◆ **AIM OF THE TASK**: Go through the entries below and copy every line that holds the word "views".

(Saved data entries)
-- Opening Marker --

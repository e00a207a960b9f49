// Domain layer module exports
// Following Hexagonal Architecture and DDD principles
// Domain is independent of infrastructure concerns

pub mod access;
pub mod category;
pub mod chat;
pub mod errors;
pub mod onboarding;
pub mod payments;
pub mod property;
pub mod repositories;
pub mod session;
pub mod subscription;
pub mod user;
#[tokio::test]
async fn test_realtor_lists_property_after_payment() {
    let app = TestApp::new();
    let token = app
        .register_provider("imob@example.com", "B", json!(["imobiliaria"]))
        .await;

    // Plan still pending
    let (status, json) = app
        .request("POST", "/properties", Some(&token), Some(property_payload()))
        .await;
    assert_eq!(status, StatusCode::FORBIDDEN);
    assert!(json["message"].as_str().unwrap().contains("plan"));

    let subscription = app.activate_plan(&token, "B").await;
    assert_eq!(subscription["status"], "active");
    assert_eq!(subscription["planType"], "B");

    let (status, json) = app.request("GET", "/auth/me", Some(&token), None).await;
    assert_eq!(status, StatusCode::OK);
    assert_eq!(json["user"]["provider"]["planStatus"], "active");

    let (status, json) = app
        .request("POST", "/properties", Some(&token), Some(property_payload()))
        .await;
    assert_eq!(status, StatusCode::CREATED, "{}", json);
    assert_eq!(json["property"]["views"], 0);
    assert_eq!(json["property"]["status"], "available");
    assert_eq!(json["property"]["agencyName"], "Imobiliária Boa Viagem");
    let property_id = json["property"]["id"].as_str().unwrap().to_string();

    // Public reads
    let (status, json) = app
        .request("POST", &format!("/properties/{}/view", property_id), None, None)
        .await;
    assert_eq!(status, StatusCode::OK);
    assert_eq!(json["views"], 1);

    let (status, json) = app
        .request("GET", "/properties?city=recife&priceType=sale", None, None)
        .await;
    assert_eq!(status, StatusCode::OK);
    assert_eq!(json["properties"].as_array().unwrap().len(), 1);

    let (status, json) = app
        .request("GET", "/provider/properties", Some(&token), None)
        .await;
    assert_eq!(status, StatusCode::OK);
    assert_eq!(json["properties"][0]["id"], property_id.as_str());
}

#[tokio::test]
async fn test_property_validation_lists_every_field() {
    let app = TestApp::new();
    let token = app
        .register_provider("imob@example.com", "B", json!(["imobiliaria"]))
        .await;
    app.activate_plan(&token, "B").await;

    let (status, json) = app
        .request(
            "POST",
            "/properties",
            Some(&token),
            Some(json!({
                "title": "Apt",
                "description": "curta",
                "priceType": "sale",
                "propertyType": "apartment",
                "location": "Recife",
                "bathrooms": 0,
                "area": 0,
                "imageUrl": "not a url"
            })),
        )
        .await;

    assert_eq!(status, StatusCode::BAD_REQUEST);
    let fields: Vec<&str> = json["fields"]
        .as_array()
        .unwrap()
        .iter()
        .map(|f| f["field"].as_str().unwrap())
        .collect();
    for expected in ["title", "description", "price", "bathrooms", "area", "imageUrl"] {
        assert!(fields.contains(&expected), "missing {} in {:?}", expected, fields);
    }
}

#[tokio::test]
async fn test_wrongly_typed_property_fields_are_listed() {
    let app = TestApp::new();
    let token = app
        .register_provider("imob@example.com", "B", json!(["imobiliaria"]))
        .await;
    app.activate_plan(&token, "B").await;

    let mut payload = property_payload();
    payload["title"] = json!("Apt");
    payload["priceType"] = json!("lease");
    payload["price"] = json!("caro");
    payload["bedrooms"] = json!("três");

    let (status, json) = app
        .request("POST", "/properties", Some(&token), Some(payload))
        .await;

    assert_eq!(status, StatusCode::BAD_REQUEST, "{}", json);
    assert_eq!(json["error"], "validation_error");
    let fields: Vec<&str> = json["fields"]
        .as_array()
        .unwrap()
        .iter()
        .map(|f| f["field"].as_str().unwrap())
        .collect();
    for expected in ["title", "priceType", "price", "bedrooms"] {
        assert!(fields.contains(&expected), "missing {} in {:?}", expected, fields);
    }
}

#[tokio::test]
async fn test_malformed_ids_in_paths_are_json_errors() {
    let app = TestApp::new();
    let (token, _) = app.register_viewer("alice@example.com").await;

    let cases = [
        ("GET", "/properties/not-a-uuid"),
        ("POST", "/properties/not-a-uuid/view"),
        ("POST", "/subscriptions/not-a-uuid/cancel"),
        ("GET", "/chat/conversations/not-a-uuid/messages"),
    ];
    for (method, uri) in cases {
        let (status, json) = app.request(method, uri, Some(&token), None).await;
        assert_eq!(status, StatusCode::BAD_REQUEST, "{} {}", method, uri);
        assert_eq!(json["success"], false, "{} {}", method, uri);
        assert_eq!(json["error"], "validation_error", "{} {}", method, uri);
    }
}

#[tokio::test]
async fn test_non_realtor_gets_category_error_first() {
    let app = TestApp::new();
    let token = app
        .register_provider("pintor@example.com", "B", json!(["pintor"]))
        .await;

    let (status, json) = app
        .request("POST", "/properties", Some(&token), Some(property_payload()))
        .await;

    assert_eq!(status, StatusCode::FORBIDDEN);
    assert!(json["message"].as_str().unwrap().contains("category"));
}

#[tokio::test]
async fn test_webhook_is_idempotent() {
    let app = TestApp::new();
    let token = app
        .register_provider("imob@example.com", "A", json!(["imobiliaria"]))
        .await;
    let first = app.activate_plan(&token, "A").await;

    let (status, again) = app
        .request(
            "POST",
            "/webhooks/payment",
            None,
            Some(json!({ "paymentIntentId": first["paymentIntentId"] })),
        )
        .await;
    assert_eq!(status, StatusCode::OK);
    assert_eq!(again["subscription"]["id"], first["id"]);

    let (_, list) = app.request("GET", "/subscriptions", Some(&token), None).await;
    assert_eq!(list["subscriptions"].as_array().unwrap().len(), 1);
}

#[tokio::test]
async fn test_unpaid_webhook_is_rejected() {
    let app = TestApp::new();
    let token = app
        .register_provider("imob@example.com", "A", json!(["imobiliaria"]))
        .await;
    let (_, started) = app
        .request(
            "POST",
            "/create-subscription",
            Some(&token),
            Some(json!({ "planType": "A" })),
        )
        .await;

    let (status, json) = app
        .request(
            "POST",
            "/webhooks/payment",
            None,
            Some(json!({ "paymentIntentId": started["paymentIntentId"] })),
        )
        .await;

    assert_eq!(status, StatusCode::UNPROCESSABLE_ENTITY);
    assert_eq!(json["error"], "policy_violation");
}

#[tokio::test]
async fn test_payment_failure_leaves_account_untouched() {
    let app = TestApp::new();
    let token = app
        .register_provider("imob@example.com", "A", json!(["imobiliaria"]))
        .await;
    app.activate_plan(&token, "A").await;
    app.payments.set_unavailable(true);

    let (status, json) = app
        .request(
            "POST",
            "/create-subscription",
            Some(&token),
            Some(json!({ "planType": "B" })),
        )
        .await;
    assert_eq!(status, StatusCode::BAD_GATEWAY);
    assert_eq!(json["error"], "external_service_error");

    let (_, json) = app.request("GET", "/auth/me", Some(&token), None).await;
    assert_eq!(json["user"]["provider"]["planType"], "A");
    assert_eq!(json["user"]["provider"]["planStatus"], "active");
}

#[tokio::test]
async fn test_cancel_twice_returns_same_state() {
    let app = TestApp::new();
    let token = app
        .register_provider("imob@example.com", "B", json!(["imobiliaria"]))
        .await;
    let subscription = app.activate_plan(&token, "B").await;
    let uri = format!("/subscriptions/{}/cancel", subscription["id"].as_str().unwrap());

    let (status, first) = app.request("POST", &uri, Some(&token), None).await;
    assert_eq!(status, StatusCode::OK);
    assert_eq!(first["subscription"]["status"], "cancellation_pending");
    assert_eq!(first["subscription"]["autoRenew"], false);

    let (status, second) = app.request("POST", &uri, Some(&token), None).await;
    assert_eq!(status, StatusCode::OK);
    assert_eq!(
        second["subscription"]["cancelledAt"],
        first["subscription"]["cancelledAt"]
    );

    // Access continues until the period ends
    let (status, _) = app
        .request("POST", "/properties", Some(&token), Some(property_payload()))
        .await;
    assert_eq!(status, StatusCode::CREATED);

    // Someone else's subscription does not exist for the caller
    let (other, _) = app.register_viewer("other@example.com").await;
    let (status, _) = app.request("POST", &uri, Some(&other), None).await;
    assert_eq!(status, StatusCode::NOT_FOUND);
}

-- Closing Marker --

◆ **EXERCISE RESULT**:
    assert_eq!(json["property"]["views"], 0);
    assert_eq!(json["views"], 1);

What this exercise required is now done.